# Requirement
Only one thing is required: the number of lines in the entries below that contain "ToolStatus".

Working data section start

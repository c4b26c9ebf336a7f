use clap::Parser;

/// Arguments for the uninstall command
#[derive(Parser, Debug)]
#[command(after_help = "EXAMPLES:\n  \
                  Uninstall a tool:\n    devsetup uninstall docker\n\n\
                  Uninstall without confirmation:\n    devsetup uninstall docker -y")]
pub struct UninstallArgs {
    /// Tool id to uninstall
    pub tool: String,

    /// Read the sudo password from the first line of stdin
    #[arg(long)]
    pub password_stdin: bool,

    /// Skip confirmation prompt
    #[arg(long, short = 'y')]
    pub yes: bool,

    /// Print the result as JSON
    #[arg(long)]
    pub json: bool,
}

Working data section end
Working data section start

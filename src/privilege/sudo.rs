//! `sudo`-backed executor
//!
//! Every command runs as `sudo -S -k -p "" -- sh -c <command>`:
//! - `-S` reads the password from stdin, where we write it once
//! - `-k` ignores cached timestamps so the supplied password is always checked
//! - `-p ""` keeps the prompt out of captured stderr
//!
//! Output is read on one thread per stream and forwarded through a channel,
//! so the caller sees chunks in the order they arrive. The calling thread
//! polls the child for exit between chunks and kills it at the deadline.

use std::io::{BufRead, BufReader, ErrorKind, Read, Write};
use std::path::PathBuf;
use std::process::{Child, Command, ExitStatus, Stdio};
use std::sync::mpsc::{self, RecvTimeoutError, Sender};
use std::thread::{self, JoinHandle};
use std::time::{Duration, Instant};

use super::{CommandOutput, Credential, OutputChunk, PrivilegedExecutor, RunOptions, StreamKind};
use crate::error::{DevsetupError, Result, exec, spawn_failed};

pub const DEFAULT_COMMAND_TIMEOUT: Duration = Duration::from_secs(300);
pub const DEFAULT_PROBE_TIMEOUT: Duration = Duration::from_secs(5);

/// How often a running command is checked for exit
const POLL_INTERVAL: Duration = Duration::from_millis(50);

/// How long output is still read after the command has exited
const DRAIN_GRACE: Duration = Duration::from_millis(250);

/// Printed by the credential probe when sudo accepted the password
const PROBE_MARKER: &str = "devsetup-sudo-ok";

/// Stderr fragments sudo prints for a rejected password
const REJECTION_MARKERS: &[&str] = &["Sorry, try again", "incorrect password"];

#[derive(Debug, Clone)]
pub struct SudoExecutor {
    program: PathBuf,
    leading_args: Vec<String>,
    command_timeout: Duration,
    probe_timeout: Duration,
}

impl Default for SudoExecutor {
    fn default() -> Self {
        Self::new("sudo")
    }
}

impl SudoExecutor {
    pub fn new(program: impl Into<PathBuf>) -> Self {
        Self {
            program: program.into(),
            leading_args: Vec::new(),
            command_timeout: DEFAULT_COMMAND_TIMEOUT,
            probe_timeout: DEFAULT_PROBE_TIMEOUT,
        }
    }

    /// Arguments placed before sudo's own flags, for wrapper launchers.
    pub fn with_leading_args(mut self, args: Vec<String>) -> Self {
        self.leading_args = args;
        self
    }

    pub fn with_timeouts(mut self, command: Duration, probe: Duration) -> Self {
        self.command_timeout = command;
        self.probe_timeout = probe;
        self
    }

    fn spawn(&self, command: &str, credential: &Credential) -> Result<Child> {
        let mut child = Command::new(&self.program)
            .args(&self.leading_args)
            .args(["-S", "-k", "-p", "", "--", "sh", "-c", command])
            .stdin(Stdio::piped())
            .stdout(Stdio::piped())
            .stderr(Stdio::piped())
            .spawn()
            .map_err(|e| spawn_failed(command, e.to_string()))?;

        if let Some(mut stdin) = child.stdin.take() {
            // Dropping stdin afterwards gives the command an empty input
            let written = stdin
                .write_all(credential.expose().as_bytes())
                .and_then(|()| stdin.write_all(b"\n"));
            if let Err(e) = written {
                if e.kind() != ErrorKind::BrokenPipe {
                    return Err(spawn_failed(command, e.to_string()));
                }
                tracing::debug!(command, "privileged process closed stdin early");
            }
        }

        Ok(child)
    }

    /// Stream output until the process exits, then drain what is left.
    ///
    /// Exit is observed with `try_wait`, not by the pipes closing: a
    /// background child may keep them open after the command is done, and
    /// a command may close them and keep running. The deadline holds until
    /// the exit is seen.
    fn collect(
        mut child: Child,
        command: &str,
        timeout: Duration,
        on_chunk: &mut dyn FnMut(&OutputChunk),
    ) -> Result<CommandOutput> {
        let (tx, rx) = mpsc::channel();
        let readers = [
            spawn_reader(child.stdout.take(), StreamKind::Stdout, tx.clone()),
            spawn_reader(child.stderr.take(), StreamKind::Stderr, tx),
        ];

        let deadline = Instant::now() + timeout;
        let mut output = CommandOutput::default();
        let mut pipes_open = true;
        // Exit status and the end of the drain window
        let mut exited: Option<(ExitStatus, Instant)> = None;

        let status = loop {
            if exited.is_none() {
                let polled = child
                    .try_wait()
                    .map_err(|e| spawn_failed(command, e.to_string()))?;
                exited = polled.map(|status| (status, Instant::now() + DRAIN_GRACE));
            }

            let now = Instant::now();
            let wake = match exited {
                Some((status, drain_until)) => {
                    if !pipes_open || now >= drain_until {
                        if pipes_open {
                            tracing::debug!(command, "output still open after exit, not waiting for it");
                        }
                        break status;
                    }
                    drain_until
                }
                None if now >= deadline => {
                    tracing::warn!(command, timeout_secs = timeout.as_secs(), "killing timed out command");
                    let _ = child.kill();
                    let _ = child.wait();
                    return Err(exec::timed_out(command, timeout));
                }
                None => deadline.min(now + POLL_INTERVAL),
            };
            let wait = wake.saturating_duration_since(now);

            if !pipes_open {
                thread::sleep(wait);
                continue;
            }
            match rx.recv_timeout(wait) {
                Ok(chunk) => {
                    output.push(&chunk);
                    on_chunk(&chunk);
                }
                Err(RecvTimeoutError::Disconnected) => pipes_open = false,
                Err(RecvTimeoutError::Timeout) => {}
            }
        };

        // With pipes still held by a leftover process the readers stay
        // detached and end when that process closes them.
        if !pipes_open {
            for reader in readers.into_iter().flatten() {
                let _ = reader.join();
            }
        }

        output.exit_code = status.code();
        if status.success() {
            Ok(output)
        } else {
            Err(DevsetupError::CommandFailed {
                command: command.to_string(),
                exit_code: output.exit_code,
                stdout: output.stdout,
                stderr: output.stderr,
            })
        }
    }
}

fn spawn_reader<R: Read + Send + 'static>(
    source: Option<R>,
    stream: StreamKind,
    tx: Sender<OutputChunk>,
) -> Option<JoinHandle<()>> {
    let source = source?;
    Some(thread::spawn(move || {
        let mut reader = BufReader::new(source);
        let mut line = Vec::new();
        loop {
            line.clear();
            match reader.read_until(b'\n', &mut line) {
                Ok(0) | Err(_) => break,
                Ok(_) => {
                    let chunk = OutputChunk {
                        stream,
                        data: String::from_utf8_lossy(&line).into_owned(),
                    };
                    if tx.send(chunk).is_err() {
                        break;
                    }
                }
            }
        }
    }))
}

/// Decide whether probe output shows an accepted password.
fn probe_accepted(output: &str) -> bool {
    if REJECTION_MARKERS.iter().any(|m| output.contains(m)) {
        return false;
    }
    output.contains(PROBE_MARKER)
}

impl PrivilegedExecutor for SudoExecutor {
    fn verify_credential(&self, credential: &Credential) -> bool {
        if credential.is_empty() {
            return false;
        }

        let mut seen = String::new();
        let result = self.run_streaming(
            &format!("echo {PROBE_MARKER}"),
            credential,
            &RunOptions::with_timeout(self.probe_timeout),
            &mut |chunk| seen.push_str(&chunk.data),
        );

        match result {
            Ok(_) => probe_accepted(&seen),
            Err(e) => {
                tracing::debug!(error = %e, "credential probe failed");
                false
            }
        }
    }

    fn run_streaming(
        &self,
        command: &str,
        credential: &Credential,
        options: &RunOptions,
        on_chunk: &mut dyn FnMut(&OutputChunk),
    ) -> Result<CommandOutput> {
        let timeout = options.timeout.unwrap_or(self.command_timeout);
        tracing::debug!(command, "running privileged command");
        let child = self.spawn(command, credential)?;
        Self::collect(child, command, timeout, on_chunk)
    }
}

Working data section end
Working data section start

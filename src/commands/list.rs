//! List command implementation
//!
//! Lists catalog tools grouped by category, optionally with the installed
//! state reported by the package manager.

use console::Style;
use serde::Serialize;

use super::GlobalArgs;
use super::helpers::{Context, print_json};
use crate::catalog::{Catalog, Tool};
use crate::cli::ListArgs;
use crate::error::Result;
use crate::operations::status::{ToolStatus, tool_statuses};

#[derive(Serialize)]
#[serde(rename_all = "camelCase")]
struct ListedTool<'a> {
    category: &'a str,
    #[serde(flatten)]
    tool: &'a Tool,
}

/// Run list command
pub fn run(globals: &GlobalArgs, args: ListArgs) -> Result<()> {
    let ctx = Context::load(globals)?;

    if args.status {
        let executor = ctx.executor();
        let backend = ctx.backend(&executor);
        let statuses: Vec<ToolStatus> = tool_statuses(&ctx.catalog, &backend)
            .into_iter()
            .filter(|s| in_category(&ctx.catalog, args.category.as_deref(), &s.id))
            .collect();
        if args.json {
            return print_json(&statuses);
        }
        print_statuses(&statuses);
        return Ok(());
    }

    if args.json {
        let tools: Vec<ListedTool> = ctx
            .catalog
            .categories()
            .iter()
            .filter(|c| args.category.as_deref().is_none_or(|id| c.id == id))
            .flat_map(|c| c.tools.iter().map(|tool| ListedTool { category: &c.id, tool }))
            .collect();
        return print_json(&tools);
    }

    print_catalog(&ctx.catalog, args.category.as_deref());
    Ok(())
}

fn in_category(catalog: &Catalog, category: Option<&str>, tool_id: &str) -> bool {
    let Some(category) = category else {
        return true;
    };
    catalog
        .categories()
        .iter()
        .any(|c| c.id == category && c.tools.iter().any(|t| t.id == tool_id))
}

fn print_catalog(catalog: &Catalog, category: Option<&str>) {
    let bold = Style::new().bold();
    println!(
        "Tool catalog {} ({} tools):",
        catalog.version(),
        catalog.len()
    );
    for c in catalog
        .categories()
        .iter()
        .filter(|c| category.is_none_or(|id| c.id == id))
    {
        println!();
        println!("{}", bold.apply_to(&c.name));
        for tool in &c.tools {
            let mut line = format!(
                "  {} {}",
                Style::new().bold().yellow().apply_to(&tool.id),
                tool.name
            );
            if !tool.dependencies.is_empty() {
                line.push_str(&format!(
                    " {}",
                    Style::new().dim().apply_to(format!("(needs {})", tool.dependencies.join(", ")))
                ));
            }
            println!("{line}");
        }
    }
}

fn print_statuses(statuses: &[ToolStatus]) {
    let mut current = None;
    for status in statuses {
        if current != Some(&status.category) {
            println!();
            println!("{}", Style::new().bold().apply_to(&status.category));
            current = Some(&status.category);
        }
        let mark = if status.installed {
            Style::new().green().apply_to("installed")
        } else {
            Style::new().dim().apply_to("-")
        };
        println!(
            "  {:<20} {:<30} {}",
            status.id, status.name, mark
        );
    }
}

Working data section end

# Task result
3